Hi David,
Thanks for your insight. I may be late to drop this Q in the WO Group. I have designed most of the app and is working fine. Basically this module is just one part of the my application.
I have no idea of JavaClient. Should it be installed in the individual users machines? Can I move my current code to this app? What all changes you anticipate? How can I sysnc it with my regular web app? Please advise.
Thank You, Shravan Kumar. M ------------------------------------
--- On Mon, 7/6/09, David Avendasora <email@hidden> wrote:
From: David Avendasora <email@hidden> Subject: Re: Maintain server state of a page + _javascript_ page navigation To: "shravan kumar"
<email@hidden> Cc: "WO Dev Group" <email@hidden> Date: Monday, July 6, 2009, 6:24 PM
On Jul 6, 2009, at 7:54 AM, shravan kumar wrote:
> Hi Group, > > Could you please advise me a solution to achieve below functionality: > > Scenario: > ------------- > > I have a page which gets all the data like text content [3000 lines or more], images info [about 500 or more] once when the user requests for this page. > > Once this data from the server has arrived, we will be displaying this whole data part by part by splitting this data into sub-pages through _javascript_. So, user actually sees the sub-page rather the whole page received from the server. > > There can be around 40 sub-pages or more. > > While navigating through each of these sub-pages user may perform a server action like edit
some text and save, rotate an image and save, ... and all these actions do not refresh the whole page/ sub-page (like we see in ajax implementations) and just update a particular field. > > I assume that there might be some time-gap say 10 minutes or more between each of the server actions performed by the user. > > During these times as you know, we have to maintain the session of this user in the server (this can be achieved through lets say session timeout value), state of this page in the server, ... > > Problem: > ------------- > How can I maintain the state of this page (generally whenever we do a submit WO app returns with a new context info, correct?), so all my actions are valid and there are issues of Broken pipe/ page not in the cache/ ...
Unless I'm missing something, you can just extend the length of the Session timeout to be what you anticipate the longest a user will need to
respond. 10 minutes I believe is the default, but you can make it anything. Editing Contexts (your user's pools of objects) are maintained as part of the user's Session and you control which editing context is used, or if a new one is created for each action.
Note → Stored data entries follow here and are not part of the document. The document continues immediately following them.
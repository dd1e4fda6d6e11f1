use std::collections::BTreeSet;
use std::fmt;

use grantflow_config::Role;
use serde::{Deserialize, Serialize};

/// A set of roles, either held by a user or required by a rule.
#[derive(Debug, Clone, Default, PartialEq, Eq, Hash, Serialize, Deserialize)]
#[serde(transparent)]
pub struct RoleSet(BTreeSet<Role>);

impl RoleSet {
  pub fn new() -> Self {
    Self::default()
  }

  /// Who may take a transition that does not say otherwise.
  pub fn staff_lead_admin() -> Self {
    [Role::Staff, Role::Lead, Role::Admin].into()
  }

  /// Who may see a phase whose permissions leave `view` unspecified.
  pub fn default_view() -> Self {
    [Role::Staff, Role::Applicant, Role::Reviewer, Role::Partner].into()
  }

  pub fn with(mut self, role: Role) -> Self {
    self.0.insert(role);
    self
  }

  pub fn insert(&mut self, role: Role) -> bool {
    self.0.insert(role)
  }

  pub fn contains(&self, role: Role) -> bool {
    self.0.contains(&role)
  }

  /// True when at least one role is in both sets.
  pub fn intersects(&self, other: &RoleSet) -> bool {
    self.0.iter().any(|role| other.0.contains(role))
  }

  pub fn is_empty(&self) -> bool {
    self.0.is_empty()
  }

  pub fn len(&self) -> usize {
    self.0.len()
  }

  pub fn iter(&self) -> impl Iterator<Item = Role> + '_ {
    self.0.iter().copied()
  }
}

impl FromIterator<Role> for RoleSet {
  fn from_iter<I: IntoIterator<Item = Role>>(iter: I) -> Self {
    Self(iter.into_iter().collect())
  }
}

impl<const N: usize> From<[Role; N]> for RoleSet {
  fn from(roles: [Role; N]) -> Self {
    roles.into_iter().collect()
  }
}

impl From<&[Role]> for RoleSet {
  fn from(roles: &[Role]) -> Self {
    roles.iter().copied().collect()
  }
}

impl fmt::Display for RoleSet {
  fn fmt(&self, f: &mut fmt::Formatter<'_>) -> fmt::Result {
    let names: Vec<&str> = self.0.iter().map(Role::as_str).collect();
    write!(f, "{{{}}}", names.join(", "))
  }
}

/// The role flags a user account exposes, relative to one submission.
///
/// This is the adapter from a user record to the [`RoleSet`] the engine
/// evaluates. `is_lead` and `is_applicant` only make sense for a particular
/// submission.
#[derive(Debug, Clone, Copy, Default, PartialEq, Eq, Serialize, Deserialize)]
pub struct UserFlags {
  #[serde(default)]
  pub is_apply_staff: bool,
  #[serde(default)]
  pub is_applicant: bool,
  #[serde(default)]
  pub is_reviewer: bool,
  #[serde(default)]
  pub is_partner: bool,
  #[serde(default)]
  pub is_community_reviewer: bool,
  #[serde(default)]
  pub is_lead: bool,
  #[serde(default)]
  pub is_admin: bool,
}

impl UserFlags {
  pub fn roles(&self) -> RoleSet {
    let flags = [
      (self.is_applicant, Role::Applicant),
      (self.is_apply_staff, Role::Staff),
      (self.is_lead, Role::Lead),
      (self.is_admin, Role::Admin),
      (self.is_reviewer, Role::Reviewer),
      (self.is_partner, Role::Partner),
      (self.is_community_reviewer, Role::CommunityReviewer),
    ];
    flags
      .into_iter()
      .filter(|(set, _)| *set)
      .map(|(_, role)| role)
      .collect()
  }
}

impl From<UserFlags> for RoleSet {
  fn from(flags: UserFlags) -> Self {
    flags.roles()
  }
}

#[cfg(test)]
mod tests {
  use super::*;

  #[test]
  fn test_user_flags_map_to_roles() {
    let flags = UserFlags {
      is_apply_staff: true,
      is_lead: true,
      ..Default::default()
    };
    let roles = flags.roles();

    assert_eq!(roles, RoleSet::from([Role::Staff, Role::Lead]));
    assert!(!roles.contains(Role::Applicant));
  }

  #[test]
  fn test_no_flags_no_roles() {
    assert!(UserFlags::default().roles().is_empty());
  }

  #[test]
  fn test_intersects() {
    let staff = RoleSet::from([Role::Staff]);
    assert!(staff.intersects(&RoleSet::staff_lead_admin()));
    assert!(!staff.intersects(&RoleSet::from([Role::Applicant, Role::Partner])));
    assert!(!RoleSet::new().intersects(&RoleSet::default_view()));
  }

  #[test]
  fn test_display() {
    let roles = RoleSet::from([Role::Reviewer, Role::Applicant]);
    assert_eq!(roles.to_string(), "{applicant, reviewer}");
  }
}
Maintaining state is one of WO's core functions, you just have to determine exactly what state and for how long you want to maintain it for your particular situation
> I thought of just pinging the server every few seconds for some dummy data like: how are you doing? or something like gmail does? However, I do not know how to exactly implement this behavior.
You should not need to do this at all. WO will maintain state as long as the session hasn't timed out or you don't start using a different editing context.
With all this said, it sounds like you are trying to implement a rich client in a web UI. Have you considered Java Client at all for this functionality? It
would make managing the client-server interaction much easier since you will actually have EOs on the client that you can manipulate using normal Java instead of having to write _javascript_ to do it.